__Record set__:
//! UseCase: チャット参加処理
//!
//! ## 通知の順序と対象
//!
//! 1. 本人: `user-joined`（"you joined"）
//! 2. 本人以外の全員: `user-joined`（"<username> joined"）
//! 3. 全員: `update-users`（オンライン一覧）
//! 4. 本人: `last-20-messages`（直近の履歴、古い順）
//!
//! 1〜3 は `PresenceLock` の下で行い、同時に参加・退出があっても
//! 最後に届くオンライン一覧が PresenceRegistry の内容と一致するようにします。
//! 履歴の取得に失敗しても参加は取り消されず、履歴なしで続行します。

use std::sync::Arc;

use crate::domain::{
    ChatEvent, ConnectionState, MessagePusher, MessageRepository, PresenceRegistry, Username,
    validate_name,
};

use super::{
    audience::{PresenceLock, everyone, others, within},
    error::JoinError,
    session::ChatSession,
    settings::ChatSettings,
};

/// チャット参加のユースケース
pub struct JoinChatUseCase {
    presence: Arc<dyn PresenceRegistry>,
    messages: Arc<dyn MessageRepository>,
    message_pusher: Arc<dyn MessagePusher>,
    presence_lock: PresenceLock,
    settings: ChatSettings,
}

impl JoinChatUseCase {
    pub fn new(
        presence: Arc<dyn PresenceRegistry>,
        messages: Arc<dyn MessageRepository>,
        message_pusher: Arc<dyn MessagePusher>,
        presence_lock: PresenceLock,
        settings: ChatSettings,
    ) -> Self {
        Self {
            presence,
            messages,
            message_pusher,
            presence_lock,
            settings,
        }
    }

    /// 参加を実行
    ///
    /// # Returns
    ///
    /// * `Ok(Username)` - 参加成功（セッションは `Joined` に遷移）
    /// * `Err(JoinError::InvalidName)` - 名前が検証ルールを満たさない（本人に `join-rejected` を通知）
    /// * `Err(JoinError::AlreadyJoined | Disconnected)` - `Connected` 以外の状態からの参加
    pub async fn execute(
        &self,
        session: &mut ChatSession,
        first_name: Option<&str>,
        last_name: Option<&str>,
    ) -> Result<Username, JoinError> {
        match session.state {
            ConnectionState::Connected => {}
            ConnectionState::Joined { .. } => return Err(JoinError::AlreadyJoined),
            ConnectionState::Disconnected => return Err(JoinError::Disconnected),
        }

        let username = match validate_name(first_name, last_name) {
            Ok(username) => username,
            Err(reason) => {
                self.push_to_self(session, &ChatEvent::JoinRejected { reason })
                    .await;
                return Err(reason.into());
            }
        };

        let presence_guard = self.presence_lock.acquire().await;

        // 1. PresenceRegistry に登録
        self.presence.register(session.id, username.clone()).await;
        session.state = ConnectionState::Joined {
            username: username.clone(),
        };
        tracing::info!("'{}' joined as connection '{}'", username, session.id);

        // 2. 参加通知（本人 / 本人以外）
        self.push_to_self(session, &ChatEvent::joined_self(username.clone()))
            .await;
        let targets = others(&*self.message_pusher, &session.id).await;
        if let Err(e) = self
            .message_pusher
            .broadcast(targets, &ChatEvent::joined_others(username.clone()))
            .await
        {
            tracing::warn!("Failed to broadcast user-joined: {}", e);
        }

        // 3. オンライン一覧を全員に通知
        let online = self.presence.snapshot().await;
        let targets = everyone(&*self.message_pusher).await;
        if let Err(e) = self
            .message_pusher
            .broadcast(targets, &ChatEvent::PresenceUpdated(online))
            .await
        {
            tracing::warn!("Failed to broadcast update-users: {}", e);
        }
        drop(presence_guard);

        // 4. 直近の履歴を本人に送信
        match within(
            self.settings.store_timeout,
            self.messages.recent(self.settings.history_limit),
        )
        .await
        {
            Ok(history) => {
                self.push_to_self(session, &ChatEvent::History(history))
                    .await
            }
            Err(e) => tracing::error!("Failed to load history for '{}': {}", username, e),
        }

        Ok(username)
    }

    async fn push_to_self(&self, session: &ChatSession, event: &ChatEvent) {
        if let Err(e) = self.message_pusher.push_to(&session.id, event).await {
            tracing::warn!("Failed to push to client '{}': {}", session.id, e);
        }
    }
}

__What is expected__: For every line in the listing above that contains "clone", copy that line.

__Result of this exercise__:
        self.presence.register(session.id, username.clone()).await;
            username: username.clone(),
        self.push_to_self(session, &ChatEvent::joined_self(username.clone()))
            .broadcast(targets, &ChatEvent::joined_others(username.clone()))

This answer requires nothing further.